OPINION
{¶ 1} Appellant, Gordon Lending Corporation, appeals from a judgment of the Franklin County Court of Common Pleas affirming an order of appellee, Ohio Department of Commerce, Division of Financial Institutions ("Division"), revoking appellant's mortgage broker certificate of registration. For the reasons that follow, we affirm the judgment of the trial court.
{¶ 2} On August 26, 2005, a complaint was filed with appellee against appellant concerning a residential mortgage loan obtained in March 2004 with appellant's assistance. Appellee investigated the matter and discovered additional circumstances involving persons employed by appellant who were not licensed as loan officers in Ohio but were engaged in loan officer activities regarding properties located in Ohio.

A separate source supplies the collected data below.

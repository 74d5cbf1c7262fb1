//! Unit roles and the stage loop.
//!
//! ```text
//!  rank 0 (aggregator)              ranks 1..P (workers, batch = rank - 1)
//!  -------------------              --------------------------------------
//!  partition, broadcast plan  --->  receive plan
//!  barrier                          barrier
//!                                   diagonal stage
//!  gather statistics          <---  send statistics
//!  save + broadcast stats     --->  receive stats
//!  barrier                          barrier
//!                                   off-diagonal stage, save patch
//!  barrier                          barrier
//!  assemble matrix
//! ```

use std::path::PathBuf;
use std::sync::Arc;
use std::time::Instant;

use corrgraph_core::correlation::SampleStats;
use log::{error, info};
use serde::{Deserialize, Serialize};

use crate::aggregator::{AdjacencyMatrix, AggregatorState, GlobalStats};
use crate::collective::{AGGREGATOR_RANK, Collective, CollectiveError, launch_local};
use crate::config::JobConfig;
use crate::errors::{PipelineError, PipelineResult};
use crate::partition::{PartitionPlan, Partitioner};
use crate::source::DataSource;
use crate::worker::WorkerState;

#[derive(Debug, Clone, Copy, PartialEq, Eq)]
pub enum Role {
    Aggregator,
    Worker { batch: usize },
}

/// First message of every job: the plan, or why there is none.
#[derive(Debug, Clone, Serialize, Deserialize)]
pub enum PlanMessage {
    Plan(PartitionPlan),
    Abort(String),
}

/// Statistics one worker reports after its diagonal stage.
#[derive(Debug, Clone, Serialize, Deserialize)]
pub struct StatsReport {
    pub batch: usize,
    pub stats: SampleStats,
}

/// What a unit hands back when the job completes.
#[derive(Debug)]
pub enum UnitOutput {
    Matrix(AdjacencyMatrix),
    Patch { batch: usize, path: PathBuf },
}

#[derive(Debug)]
pub enum Unit {
    Aggregator(AggregatorState),
    Worker(WorkerState),
}

impl Unit {
    /// Rank 0 aggregates; rank `r > 0` owns batch `r - 1`.
    pub fn for_rank(rank: usize, plan: PartitionPlan) -> PipelineResult<Self> {
        if rank == AGGREGATOR_RANK {
            Ok(Unit::Aggregator(AggregatorState::new(plan)))
        } else {
            Ok(Unit::Worker(WorkerState::new(plan, rank - 1)?))
        }
    }

    pub fn role(&self) -> Role {
        match self {
            Unit::Aggregator(_) => Role::Aggregator,
            Unit::Worker(w) => Role::Worker { batch: w.batch() },
        }
    }

    /// Diagonal stage; workers return their statistics report.
    pub fn diagonal(&mut self, source: &dyn DataSource) -> PipelineResult<Option<StatsReport>> {
        match self {
            Unit::Aggregator(_) => Ok(None),
            Unit::Worker(w) => {
                let stats = w.diagonal_stage(source)?;
                Ok(Some(StatsReport {
                    batch: w.batch(),
                    stats,
                }))
            }
        }
    }

    /// Aggregator only: turn the gathered reports (rank order) into the
    /// global statistics.
    pub fn combine_stats(
        &self,
        gathered: Vec<Option<StatsReport>>,
    ) -> PipelineResult<Option<GlobalStats>> {
        let Unit::Aggregator(agg) = self else {
            return Ok(None);
        };
        let mut reports = Vec::with_capacity(gathered.len().saturating_sub(1));
        for (rank, report) in gathered.into_iter().enumerate().skip(1) {
            match report {
                Some(r) if r.batch == rank - 1 => reports.push(r.stats),
                Some(r) => {
                    return Err(PipelineError::Computation(format!(
                        "rank {} reported batch {}",
                        rank, r.batch
                    )));
                }
                None => {
                    return Err(PipelineError::Computation(format!(
                        "rank {} sent no statistics",
                        rank
                    )));
                }
            }
        }
        agg.collect_stats(reports).map(Some)
    }

    /// Off-diagonal stage; workers persist their patch.
    pub fn off_diagonal(
        &mut self,
        source: &dyn DataSource,
        global: &GlobalStats,
    ) -> PipelineResult<Option<UnitOutput>> {
        match self {
            Unit::Aggregator(_) => Ok(None),
            Unit::Worker(w) => {
                let patch = w.off_diagonal_stage(source, global)?;
                let path = w.save_patch(&patch)?;
                Ok(Some(UnitOutput::Patch {
                    batch: w.batch(),
                    path,
                }))
            }
        }
    }

    pub fn assemble(&self) -> PipelineResult<Option<UnitOutput>> {
        match self {
            Unit::Aggregator(agg) => agg.assemble().map(|m| Some(UnitOutput::Matrix(m))),
            Unit::Worker(_) => Ok(None),
        }
    }
}

/// Receive (or build and broadcast) the partition plan.
fn exchange_plan<C: Collective>(
    comm: &mut C,
    config: &JobConfig,
    source: &dyn DataSource,
) -> PipelineResult<PartitionPlan> {
    if comm.rank() == AGGREGATOR_RANK {
        let planned = config
            .check_topology(comm.size())
            .and_then(|_| Partitioner::new(config.clone()).plan(source.catalog()));
        match planned {
            Ok(plan) => match comm.broadcast(Some(PlanMessage::Plan(plan)))? {
                PlanMessage::Plan(plan) => Ok(plan),
                PlanMessage::Abort(reason) => Err(PipelineError::Configuration(reason)),
            },
            Err(e) => {
                // best effort: peers may already be gone
                let _ = comm.broadcast(Some(PlanMessage::Abort(e.to_string())));
                Err(e)
            }
        }
    } else {
        match comm.broadcast::<PlanMessage>(None)? {
            PlanMessage::Plan(plan) => {
                plan.config().check_topology(comm.size())?;
                Ok(plan)
            }
            PlanMessage::Abort(reason) => Err(PipelineError::Configuration(reason)),
        }
    }
}

/// Run one unit of a job to completion over `comm`.
///
/// Only the aggregator's `config` is used; workers adopt the configuration
/// carried by the plan. Every unit must see the same catalog through its
/// `source`.
pub fn run_unit<C: Collective>(
    comm: &mut C,
    config: &JobConfig,
    source: &dyn DataSource,
) -> PipelineResult<UnitOutput> {
    let rank = comm.rank();
    let plan = exchange_plan(comm, config, source)?;
    let mut unit = Unit::for_rank(rank, plan)?;
    comm.barrier()?;

    let report = unit.diagonal(source)?;
    let gathered = comm.gather(report)?;
    let global = match gathered {
        Some(all) => comm.broadcast(unit.combine_stats(all)?)?,
        None => comm.broadcast(None)?,
    };
    comm.barrier()?;

    let patch = unit.off_diagonal(source, &global)?;
    comm.barrier()?;

    match (unit.assemble()?, patch) {
        (Some(output), _) | (None, Some(output)) => Ok(output),
        (None, None) => Err(PipelineError::Computation(format!(
            "unit {} produced no output",
            rank
        ))),
    }
}

/// Run a whole job in this process: one aggregator plus `batches_dim0`
/// workers, each on its own thread, connected by an in-process group.
///
/// When several units fail, the error that caused the failure is reported
/// rather than the disconnects it triggered in the other units.
pub fn run_local(config: &JobConfig, source: Arc<dyn DataSource>) -> PipelineResult<AdjacencyMatrix> {
    let start = Instant::now();
    let size = config.batches_dim0() + 1;
    info!("Launching {} local units", size);

    let results = launch_local(size, |mut comm| run_unit(&mut comm, config, source.as_ref()));

    let mut matrix = None;
    let mut first_error: Option<PipelineError> = None;
    for (rank, result) in results.into_iter().enumerate() {
        let outcome = result.map_err(PipelineError::from).and_then(|r| r);
        match outcome {
            Ok(UnitOutput::Matrix(m)) => matrix = Some(m),
            Ok(UnitOutput::Patch { .. }) => {}
            Err(e) => {
                error!("unit {} failed: {}", rank, e);
                let replace = match &first_error {
                    None => true,
                    Some(PipelineError::Collective(CollectiveError::Disconnected(_))) => {
                        !matches!(e, PipelineError::Collective(CollectiveError::Disconnected(_)))
                    }
                    Some(_) => false,
                };
                if replace {
                    first_error = Some(e);
                }
            }
        }
    }

    if let Some(e) = first_error {
        return Err(e);
    }
    let matrix = matrix.ok_or_else(|| {
        PipelineError::Computation("aggregator returned no matrix".to_string())
    })?;
    info!("Job finished in {:?}", start.elapsed());
    Ok(matrix)
}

{¶ 3} Appellee notified appellant that it intended to revoke appellant's certificate of registration and impose a fine of $9,000, on the basis that appellant violated R.C. 1322.07(C) by allowing five employees to act as loan officers without having active loan officer licenses. Appellant requested an administrative hearing regarding the possible revocation of its certificate of registration, and a hearing was held on July 12 and 24, 2006.
{¶ 4} On January 22, 2007, a Division hearing officer issued a report and recommendation recommending that appellee not revoke appellant's certificate of registration but suspend it for a period of no less than six months and no more than one year and levy a fine in the amount of $9,000.

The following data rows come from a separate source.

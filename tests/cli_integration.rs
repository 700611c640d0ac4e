//! Integration tests for the `td` CLI.
//!
//! Each test creates a temp list directory, runs `td` as a subprocess,
//! and verifies stdout and/or file contents.

use std::fs;
use std::path::{Path, PathBuf};
use std::process::Command;

use tempfile::TempDir;

/// Get the path to the built `td` binary.
fn td_bin() -> PathBuf {
    // cargo test builds to target/debug/
    let mut path = std::env::current_exe().unwrap();
    path.pop(); // remove test binary name
    path.pop(); // remove deps/
    path.push("td");
    path
}

/// Run `td` with the given args in the given directory.
/// Returns (stdout, stderr, success).
fn run_td(dir: &Path, args: &[&str]) -> (String, String, bool) {
    let output = Command::new(td_bin())
        .args(args)
        .current_dir(dir)
        .output()
        .expect("failed to run td");
    (
        String::from_utf8_lossy(&output.stdout).to_string(),
        String::from_utf8_lossy(&output.stderr).to_string(),
        output.status.success(),
    )
}

/// A temp dir with an initialized list named "Test List".
fn init_list() -> TempDir {
    let dir = TempDir::new().unwrap();
    let (stdout, stderr, ok) = run_td(dir.path(), &["init", "--name", "Test List"]);
    assert!(ok, "init failed: {}", stderr);
    assert!(stdout.contains("Initialized to-do list \"Test List\""));
    dir
}

// ---------------------------------------------------------------------------
// init
// ---------------------------------------------------------------------------

#[test]
fn init_creates_list_dir_and_empty_slot() {
    let dir = init_list();
    let tick_dir = dir.path().join("tick");
    assert!(tick_dir.join("list.toml").exists());
    assert_eq!(
        fs::read_to_string(tick_dir.join("tasks.json")).unwrap(),
        "[]"
    );
}

#[test]
fn init_twice_fails_without_force() {
    let dir = init_list();
    let (_, stderr, ok) = run_td(dir.path(), &["init", "--name", "Again"]);
    assert!(!ok);
    assert!(stderr.contains("already exists"));

    let (stdout, _, ok) = run_td(dir.path(), &["init", "--name", "Again", "--force"]);
    assert!(ok);
    assert!(stdout.contains("\"Again\""));
}

// ---------------------------------------------------------------------------
// add / list
// ---------------------------------------------------------------------------

#[test]
fn add_then_list_shows_the_task() {
    let dir = init_list();
    let (stdout, _, ok) = run_td(
        dir.path(),
        &[
            "add",
            "Buy milk",
            "--priority",
            "High",
            "--due",
            "2024-01-01",
            "--at",
            "09:00",
            "--category",
            "Shopping",
        ],
    );
    assert!(ok);
    assert!(stdout.contains("Added 1: Buy milk"));

    let (stdout, _, ok) = run_td(dir.path(), &["list"]);
    assert!(ok);
    assert!(stdout.contains("== Test List =="));
    assert!(stdout.contains("1. ↑ High   Buy milk  (due 2024-01-01 09:00)  [Shopping]"));
}

#[test]
fn listing_preserves_insertion_order() {
    let dir = init_list();
    run_td(dir.path(), &["add", "first"]);
    run_td(dir.path(), &["add", "second", "--priority", "Medium"]);
    run_td(dir.path(), &["add", "third", "--priority", "High"]);

    let (stdout, _, _) = run_td(dir.path(), &["list"]);
    let first = stdout.find("first").unwrap();
    let second = stdout.find("second").unwrap();
    let third = stdout.find("third").unwrap();
    assert!(first < second && second < third);
    assert!(stdout.contains("↓ Low"));
    assert!(stdout.contains("→ Medium"));
    assert!(stdout.contains("↑ High"));
}

#[test]
fn persisted_slot_has_the_exact_wire_shape() {
    let dir = init_list();
    run_td(
        dir.path(),
        &[
            "add",
            "Buy milk",
            "--priority",
            "High",
            "--due",
            "2024-01-01",
            "--at",
            "09:00",
            "--category",
            "Shopping",
        ],
    );

    let raw = fs::read_to_string(dir.path().join("tick/tasks.json")).unwrap();
    let value: serde_json::Value = serde_json::from_str(&raw).unwrap();
    assert_eq!(
        value,
        serde_json::json!([{
            "text": "Buy milk",
            "priority": 3,
            "dueDate": "2024-01-01",
            "dueTime": "09:00",
            "category": "Shopping",
        }])
    );
}

#[test]
fn pre_existing_slot_data_loads_unchanged() {
    // The exact array shape an older list (or the original web page)
    // would have saved.
    let dir = init_list();
    fs::write(
        dir.path().join("tick/tasks.json"),
        r#"[{"text":"Carried over","priority":2,"dueDate":"","dueTime":"","category":"Work"}]"#,
    )
    .unwrap();

    let (stdout, _, ok) = run_td(dir.path(), &["list"]);
    assert!(ok);
    assert!(stdout.contains("1. → Medium Carried over  [Work]"));
}

#[test]
fn malformed_slot_loads_as_empty() {
    let dir = init_list();
    fs::write(dir.path().join("tick/tasks.json"), "not json {{{").unwrap();

    let (stdout, _, ok) = run_td(dir.path(), &["list"]);
    assert!(ok);
    assert!(stdout.contains("(no tasks)"));

    // The next mutation overwrites the bad slot with a valid list
    run_td(dir.path(), &["add", "fresh start"]);
    let raw = fs::read_to_string(dir.path().join("tick/tasks.json")).unwrap();
    let value: serde_json::Value = serde_json::from_str(&raw).unwrap();
    assert_eq!(value.as_array().unwrap().len(), 1);
}

#[test]
fn add_with_blank_text_is_a_no_op() {
    let dir = init_list();
    let (stdout, _, ok) = run_td(dir.path(), &["add", "   "]);
    assert!(ok);
    assert!(stdout.contains("nothing to add"));
    assert_eq!(
        fs::read_to_string(dir.path().join("tick/tasks.json")).unwrap(),
        "[]"
    );
}

#[test]
fn add_rejects_bad_flag_values() {
    let dir = init_list();

    let (_, stderr, ok) = run_td(dir.path(), &["add", "x", "--priority", "Urgent"]);
    assert!(!ok);
    assert!(stderr.contains("invalid priority"));

    let (_, stderr, ok) = run_td(dir.path(), &["add", "x", "--due", "01/01/2024"]);
    assert!(!ok);
    assert!(stderr.contains("invalid due date"));

    let (_, stderr, ok) = run_td(dir.path(), &["add", "x", "--at", "9am"]);
    assert!(!ok);
    assert!(stderr.contains("invalid due time"));

    // None of the rejected adds touched the slot
    assert_eq!(
        fs::read_to_string(dir.path().join("tick/tasks.json")).unwrap(),
        "[]"
    );
}

// ---------------------------------------------------------------------------
// filtering
// ---------------------------------------------------------------------------

#[test]
fn search_is_case_sensitive() {
    let dir = init_list();
    run_td(dir.path(), &["add", "Buy milk"]);
    run_td(dir.path(), &["add", "buy bread"]);

    let (stdout, _, _) = run_td(dir.path(), &["list", "Buy"]);
    assert!(stdout.contains("Buy milk"));
    assert!(!stdout.contains("buy bread"));

    let (stdout, _, _) = run_td(dir.path(), &["list", "BUY"]);
    assert!(stdout.contains("(no matching tasks)"));
}

#[test]
fn category_filter_is_exact_and_combines_with_search() {
    let dir = init_list();
    run_td(dir.path(), &["add", "pay rent", "--category", "Home"]);
    run_td(dir.path(), &["add", "pay invoices", "--category", "Work"]);
    run_td(dir.path(), &["add", "file taxes", "--category", "Home"]);

    let (stdout, _, _) = run_td(dir.path(), &["list", "--category", "Home"]);
    assert!(stdout.contains("pay rent"));
    assert!(stdout.contains("file taxes"));
    assert!(!stdout.contains("pay invoices"));

    let (stdout, _, _) = run_td(dir.path(), &["list", "pay", "--category", "Home"]);
    assert!(stdout.contains("pay rent"));
    assert!(!stdout.contains("file taxes"));
    assert!(!stdout.contains("pay invoices"));
}

#[test]
fn filtered_listing_keeps_full_list_positions() {
    let dir = init_list();
    run_td(dir.path(), &["add", "alpha"]);
    run_td(dir.path(), &["add", "beta"]);

    let (stdout, _, _) = run_td(dir.path(), &["list", "beta"]);
    assert!(stdout.contains("2. ↓ Low    beta"));
}

// ---------------------------------------------------------------------------
// rm
// ---------------------------------------------------------------------------

#[test]
fn rm_deletes_by_position_and_keeps_order() {
    let dir = init_list();
    run_td(dir.path(), &["add", "a"]);
    run_td(dir.path(), &["add", "b"]);
    run_td(dir.path(), &["add", "c"]);

    let (stdout, _, ok) = run_td(dir.path(), &["rm", "2"]);
    assert!(ok);
    assert!(stdout.contains("Deleted 2: b"));

    let (stdout, _, _) = run_td(dir.path(), &["list"]);
    assert!(stdout.contains("1. ↓ Low    a"));
    assert!(stdout.contains("2. ↓ Low    c"));
    assert!(!stdout.contains(": b"));
}

#[test]
fn rm_out_of_range_is_a_guarded_no_op() {
    let dir = init_list();
    run_td(dir.path(), &["add", "only"]);

    for position in ["0", "2", "99"] {
        let (stdout, _, ok) = run_td(dir.path(), &["rm", position]);
        assert!(ok, "rm {} should not fail", position);
        assert!(stdout.contains(&format!("no task at position {}", position)));
    }

    let (stdout, _, _) = run_td(dir.path(), &["list"]);
    assert!(stdout.contains("only"));
}

// ---------------------------------------------------------------------------
// json / discovery
// ---------------------------------------------------------------------------

#[test]
fn json_listing_carries_positions_and_labels() {
    let dir = init_list();
    run_td(dir.path(), &["add", "alpha", "--priority", "High"]);
    run_td(dir.path(), &["add", "beta", "--category", "Work"]);

    let (stdout, _, ok) = run_td(dir.path(), &["list", "--json"]);
    assert!(ok);
    let value: serde_json::Value = serde_json::from_str(&stdout).unwrap();
    assert_eq!(value["list"], "Test List");
    let tasks = value["tasks"].as_array().unwrap();
    assert_eq!(tasks.len(), 2);
    assert_eq!(tasks[0]["position"], 1);
    assert_eq!(tasks[0]["priority"], 3);
    assert_eq!(tasks[0]["priority_label"], "High");
    assert_eq!(tasks[1]["category"], "Work");
    // empty fields are omitted
    assert!(tasks[0].get("category").is_none());
}

#[test]
fn commands_discover_the_list_from_a_subdirectory() {
    let dir = init_list();
    let nested = dir.path().join("deep/inside");
    fs::create_dir_all(&nested).unwrap();

    run_td(&nested, &["add", "from below"]);
    let (stdout, _, _) = run_td(dir.path(), &["list"]);
    assert!(stdout.contains("from below"));
}

#[test]
fn dash_c_runs_against_another_directory() {
    let list_dir = init_list();
    let elsewhere = TempDir::new().unwrap();

    let target = list_dir.path().to_str().unwrap();
    run_td(elsewhere.path(), &["-C", target, "add", "remote task"]);
    let (stdout, _, ok) = run_td(elsewhere.path(), &["-C", target, "list"]);
    assert!(ok);
    assert!(stdout.contains("remote task"));
}

#[test]
fn commands_outside_a_list_fail_with_a_hint() {
    let dir = TempDir::new().unwrap();
    let (_, stderr, ok) = run_td(dir.path(), &["list"]);
    assert!(!ok);
    assert!(stderr.contains("not a tick list"));
    assert!(stderr.contains("td init"));
}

{¶ 5} On February 1, 2007, appellant filed an objection to the hearing officer's report and recommendation. Appellant's objection to the report and recommendation focused on the penalty recommended by the hearing officer. Appellant did not challenge the hearing officer's finding that appellant violated R.C. 1322.07(C). Appellant recognized that "mistakes and oversights were made," but argued that it had taken "voluntary, proactive steps and remedial measures" to prevent such mistakes and oversights in the future. In appellant's view, the hearing officer failed to adequately consider these steps and measures when making the recommendation of suspension.

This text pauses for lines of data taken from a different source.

use crossterm::event::{KeyCode, KeyEvent};

use crate::io::storage::Storage;

use super::app::{App, FormField, Mode};

/// Handle a key event in the current mode
pub fn handle_key<S: Storage>(app: &mut App<S>, key: KeyEvent) {
    // Ignore bare modifier key presses (Shift, Ctrl, Alt, etc.)
    if matches!(key.code, KeyCode::Modifier(_)) {
        return;
    }
    app.notice = None;

    match app.mode {
        Mode::Navigate => handle_navigate(app, key),
        Mode::Add => handle_add(app, key),
        Mode::Search => handle_search(app, key),
        Mode::Filter => handle_filter(app, key),
    }
}

fn handle_navigate<S: Storage>(app: &mut App<S>, key: KeyEvent) {
    match key.code {
        KeyCode::Char('q') => app.should_quit = true,
        KeyCode::Char('a') => app.mode = Mode::Add,
        KeyCode::Char('/') => app.mode = Mode::Search,
        KeyCode::Char('c') => app.mode = Mode::Filter,
        KeyCode::Char('j') | KeyCode::Down => app.cursor_down(),
        KeyCode::Char('k') | KeyCode::Up => app.cursor_up(),
        KeyCode::Char('g') | KeyCode::Home => app.cursor = 0,
        KeyCode::Char('G') | KeyCode::End => {
            let rows = app.visible_rows().len();
            app.cursor = rows.saturating_sub(1);
        }
        KeyCode::Char('d') | KeyCode::Delete => app.delete_under_cursor(),
        KeyCode::Esc => {
            // Esc drops any active filters
            app.search.clear();
            app.category_filter.clear();
            app.clamp_cursor();
        }
        _ => {}
    }
}

fn handle_add<S: Storage>(app: &mut App<S>, key: KeyEvent) {
    match key.code {
        KeyCode::Esc => app.mode = Mode::Navigate,
        KeyCode::Tab => app.form.focus = app.form.focus.next(),
        KeyCode::BackTab => app.form.focus = app.form.focus.prev(),
        KeyCode::Enter => app.submit_form(),
        _ if app.form.focus == FormField::Priority => match key.code {
            KeyCode::Char(' ') | KeyCode::Right | KeyCode::Char('l') => {
                app.form.cycle_priority_up()
            }
            KeyCode::Left | KeyCode::Char('h') => app.form.cycle_priority_down(),
            _ => {}
        },
        _ => {
            if let Some(field) = app.form.focused_field_mut() {
                match key.code {
                    KeyCode::Char(c) => field.insert(c),
                    KeyCode::Backspace => field.backspace(),
                    KeyCode::Delete => field.delete(),
                    KeyCode::Left => field.left(),
                    KeyCode::Right => field.right(),
                    KeyCode::Home => field.home(),
                    KeyCode::End => field.end(),
                    _ => {}
                }
            }
        }
    }
}

fn handle_search<S: Storage>(app: &mut App<S>, key: KeyEvent) {
    match key.code {
        KeyCode::Esc => {
            app.search.clear();
            app.mode = Mode::Navigate;
        }
        KeyCode::Enter => app.mode = Mode::Navigate,
        KeyCode::Char(c) => app.search.insert(c),
        KeyCode::Backspace => app.search.backspace(),
        KeyCode::Delete => app.search.delete(),
        KeyCode::Left => app.search.left(),
        KeyCode::Right => app.search.right(),
        KeyCode::Home => app.search.home(),
        KeyCode::End => app.search.end(),
        _ => {}
    }
    app.clamp_cursor();
}

fn handle_filter<S: Storage>(app: &mut App<S>, key: KeyEvent) {
    match key.code {
        KeyCode::Esc => {
            app.category_filter.clear();
            app.mode = Mode::Navigate;
        }
        KeyCode::Enter => app.mode = Mode::Navigate,
        KeyCode::Char(c) => app.category_filter.insert(c),
        KeyCode::Backspace => app.category_filter.backspace(),
        KeyCode::Delete => app.category_filter.delete(),
        KeyCode::Left => app.category_filter.left(),
        KeyCode::Right => app.category_filter.right(),
        KeyCode::Home => app.category_filter.home(),
        KeyCode::End => app.category_filter.end(),
        _ => {}
    }
    app.clamp_cursor();
}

{¶ 6} On June 29, 2007, appellee issued an order concerning the matter. Appellee expressly rejected the hearing officer's recommendation that appellant's certificate of registration be suspended. Appellee determined that appellant's conduct before the investigation began indicated its unwillingness to comply with the Ohio Mortgage Broker Act (codified as R.C. Chapter 1322). Appellee decided to revoke appellant's mortgage broker certificate of registration and fine appellant $9,000.
{¶ 7} Appellant appealed the decision of appellee to the trial court. In the appeal, appellant admitted that its employees who were involved in the loan transactions were not licensed in the state of Ohio but argued that its certificate of registration should not have been revoked by appellee. As part of the appeal, appellant filed a motion seeking the admission of additional evidence to be considered by the trial court. Appellant alleged that the additional evidence was relevant because it demonstrated that decisions rendered by appellee are patently unfair and contrary to procedural due process. In its decision, the trial court denied appellant's motion requesting the admission of additional evidence. Furthermore, the court found that the evidence in the record sufficiently supports appellee's revocation order and accordingly affirmed the order.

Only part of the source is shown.